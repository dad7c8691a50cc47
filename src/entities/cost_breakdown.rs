use async_trait::async_trait;
use chrono::{DateTime, Utc};
use sea_orm::entity::prelude::*;
use sea_orm::Set;
use serde::{Deserialize, Serialize};

#[derive(Clone, Debug, PartialEq, Eq, DeriveEntityModel, Serialize, Deserialize)]
#[sea_orm(table_name = "cost_breakdowns")]
pub struct Model {
    #[sea_orm(primary_key, auto_increment = false)]
    pub id: Uuid,
    pub order_id: Uuid,
    pub cost_type: String,
    pub description: Option<String>,
    pub amount: Decimal,
    pub currency: String,
    pub created_at: DateTime<Utc>,
}

#[derive(Copy, Clone, Debug, EnumIter, DeriveRelation)]
pub enum Relation {
    #[sea_orm(
        belongs_to = "super::order::Entity",
        from = "Column::OrderId",
        to = "super::order::Column::Id"
    )]
    Order,
}

impl Related<super::order::Entity> for Entity {
    fn to() -> RelationDef {
        Relation::Order.def()
    }
}

#[async_trait]
impl ActiveModelBehavior for ActiveModel {
    async fn before_save<C>(mut self, _db: &C, insert: bool) -> Result<Self, DbErr>
    where
        C: ConnectionTrait,
    {
        if insert {
            if self.id.is_not_set() {
                self.id = Set(Uuid::new_v4());
            }
            if self.created_at.is_not_set() {
                self.created_at = Set(Utc::now());
            }
        }
        Ok(self)
    }
}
○ ○ ○ ○ ○
Exercise directions: Show a copy of each line from the data that includes the word "Uuid".

Answer box:
    pub id: Uuid,
    pub order_id: Uuid,
                self.id = Set(Uuid::new_v4());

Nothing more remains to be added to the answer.